# Week 31 – Calculating Toxicity

For this lesson, we need to develop a basic understanding of how toxins can be compared.  We know that bites from snakes and spiders can sometimes be deadly.  But why only sometimes?  We know eating some berries can be deadly, but not all berries are toxic…or are they?  Can anything be toxic if encountered in large enough amounts?
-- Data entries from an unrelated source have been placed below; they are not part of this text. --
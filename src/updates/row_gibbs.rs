/*!
Exact joint update of one row by enumeration.

The `2^m` configurations of the `m` resampled columns are visited in lexicographic
order, with the first listed column as the most significant bit, so configuration `0`
is all zeros and configuration `2^m - 1` is all ones.
*/

use ndarray::Array2;
use rand::Rng;

use super::{log_feature_probs, MAX_ROW_GIBBS_COLUMNS};
use crate::distributions::{DataDistribution, FeatureParameters};
use crate::error::{ConfigError, SamplerError};
use crate::math::sample_log_categorical;

/// Values of configuration `config` for `num_cols` columns, first column most significant.
fn config_values(config: usize, num_cols: usize) -> Vec<u8> {
    (0..num_cols)
        .map(|j| ((config >> (num_cols - 1 - j)) & 1) as u8)
        .collect()
}

/// Draws the entries of `row_idx` in `cols` jointly from their exact conditional.
pub fn do_row_gibbs_update<P, D, R>(
    cols: &[usize],
    data: &Array2<f64>,
    dist: &D,
    feat_probs: &[f64],
    params: &mut P,
    row_idx: usize,
    rng: &mut R,
) -> Result<(), SamplerError>
where
    P: FeatureParameters,
    D: DataDistribution<P>,
    R: Rng + ?Sized,
{
    let num_cols = cols.len();
    if num_cols == 0 {
        return Ok(());
    }
    if num_cols > MAX_ROW_GIBBS_COLUMNS {
        return Err(ConfigError::TooManyRowGibbsColumns {
            num_cols,
            max_cols: MAX_ROW_GIBBS_COLUMNS,
        }
        .into());
    }
    let (log_on, log_off) = log_feature_probs(feat_probs, cols)?;

    let num_configs = 1usize << num_cols;
    let mut log_p = Vec::with_capacity(num_configs);
    for config in 0..num_configs {
        let values = config_values(config, num_cols);
        params
            .feature_matrix_mut()
            .set_row_values(row_idx, cols, &values);
        let log_prior: f64 = values
            .iter()
            .enumerate()
            .map(|(j, &v)| if v == 1 { log_on[j] } else { log_off[j] })
            .sum();
        log_p.push(log_prior + dist.log_p_row(data, params, row_idx));
    }

    let (config, _) = sample_log_categorical(&log_p, rng)?;
    params
        .feature_matrix_mut()
        .set_row_values(row_idx, cols, &config_values(config, num_cols));
    Ok(())
}

#[cfg(test)]
mod tests {
    use super::*;
    use crate::feature_matrix::FeatureAllocationMatrix;
    use crate::updates::test_utils::*;
    use approx::assert_abs_diff_eq;
    use ndarray::array;
    use rand::rngs::SmallRng;
    use rand::SeedableRng;

    #[test]
    fn test_configurations_are_msb_first() {
        assert_eq!(config_values(0, 3), vec![0, 0, 0]);
        assert_eq!(config_values(1, 3), vec![0, 0, 1]);
        assert_eq!(config_values(4, 3), vec![1, 0, 0]);
        assert_eq!(config_values(7, 3), vec![1, 1, 1]);
    }

    #[test]
    fn test_empty_column_list_is_a_no_op() {
        let data = array![[1.0]];
        let mut params = ToyParams::new(FeatureAllocationMatrix::from_rows(&[vec![1, 0]]).unwrap());
        let before = params.clone();
        let mut rng = SmallRng::seed_from_u64(0);
        do_row_gibbs_update(&[], &data, &SumLikelihood, &[0.5, 0.5], &mut params, 0, &mut rng)
            .unwrap();
        assert_eq!(params, before);
    }

    #[test]
    fn test_too_many_columns_is_a_config_error() {
        let num_cols = MAX_ROW_GIBBS_COLUMNS + 1;
        let data = Array2::zeros((1, 1));
        let mut params = ToyParams::new(FeatureAllocationMatrix::zeros(1, num_cols));
        let cols: Vec<usize> = (0..num_cols).collect();
        let feat_probs = vec![0.5; num_cols];
        let mut rng = SmallRng::seed_from_u64(0);
        let res = do_row_gibbs_update(
            &cols,
            &data,
            &FlatLikelihood,
            &feat_probs,
            &mut params,
            0,
            &mut rng,
        );
        assert_eq!(
            res,
            Err(SamplerError::Config(ConfigError::TooManyRowGibbsColumns {
                num_cols,
                max_cols: MAX_ROW_GIBBS_COLUMNS
            }))
        );
    }

    #[test]
    fn test_column_marginals_match_exact_conditional() {
        let data = array![[1.3], [0.0], [2.0]];
        let z = FeatureAllocationMatrix::from_rows(&[
            vec![0, 1, 0, 1],
            vec![1, 1, 0, 0],
            vec![0, 1, 1, 1],
        ])
        .unwrap();
        let mut params = ToyParams::new(z);
        params.weights = vec![0.9, -0.3, 0.5, 0.2];
        // Column 2 is left alone.
        let cols = [3, 0, 1];
        let feat_probs = [0.4, 0.7, 0.5, 0.2];
        let exact = exact_conditional(&cols, &data, &SumLikelihood, &feat_probs, &params, 0);
        let exact_marginals: Vec<f64> = (0..cols.len())
            .map(|j| {
                exact
                    .iter()
                    .enumerate()
                    .filter(|(c, _)| config_values(*c, cols.len())[j] == 1)
                    .map(|(_, p)| p)
                    .sum()
            })
            .collect();

        let mut rng = SmallRng::seed_from_u64(42);
        let n_iter = 40_000;
        let mut ones = vec![0usize; cols.len()];
        for _ in 0..n_iter {
            do_row_gibbs_update(
                &cols,
                &data,
                &SumLikelihood,
                &feat_probs,
                &mut params,
                0,
                &mut rng,
            )
            .unwrap();
            assert_eq!(params.z.get(0, 2), 0);
            for (j, &k) in cols.iter().enumerate() {
                ones[j] += params.z.get(0, k) as usize;
            }
        }
        for (count, p) in ones.iter().zip(exact_marginals.iter()) {
            assert_abs_diff_eq!(*count as f64 / n_iter as f64, *p, epsilon = 0.01);
        }
    }
}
To talk about toxicity, we need to understand the meaning of LD50 (the lethal dose at which 50% of a population of organisms die after exposure to a given amount of a substance).  LD50 is often expressed in mg/kg, which means the number of milligrams (mg) of a substance per kilogram (kg) of organism body mass.  Before we work through an example, take a look at the Lethal Doses Handout.  The first entry is for aspirin (acetysalicylic acid)  Aspirin has an LD50 of 200 mg/kg when fed orally to a rat.

Important Concept: Rats are commonly used for toxicity studies as the way rats metabolize chemicals is similar enough to humans for rats to be a good model organism for predicting toxicity in humans.  A typical lab rat has a mass of up to 0.5 kg, while a typical human may have a mass of 70 kg (equivalent to 154 pounds, 1 kg = 2.2  pounds, or lbs).  You can imagine an experiment where a scientists feeds aspirin in increasing amounts to various groups of rats.  All of the rats have a mass of 0.5 kg.  The first group of rats eats 1 mg of aspirin and the rats all live.  The next group eats 3 mg of aspirin and the rats all live.  Eventually, a group of rats eats 100 mg of aspirin and half of the rats die.  The scientist just found the LD50 of aspirin: 100 mg of aspirin / 0.5 kg of rat body mass = 200 mg/kg.

To figure out how to apply the LD50 of 200 mg/kg to a human with a mass of 70 kg, we need to multiply the LD50 by 70 kg:

200 mg/kg x 70 kg = 14,000 mg aspirin

Aspirin tablets often come in 81 mg doses.  To figure out how many 81 mg aspirin tablets a person would need to eat to have a 50% chance of dying (assuming a mass of 70 kg), we need to divide 14,000 mg by 81 mg/tablet:

14,000 mg x 1 tablet / 81 mg = 172.8 tablets, (about 173 tablets)

To answer the question of how much is too much when it comes to aspirin, taking more than the recommended dose per day is too much.  Anyone contemplating taking 173 tablets of aspirin needs to get help first!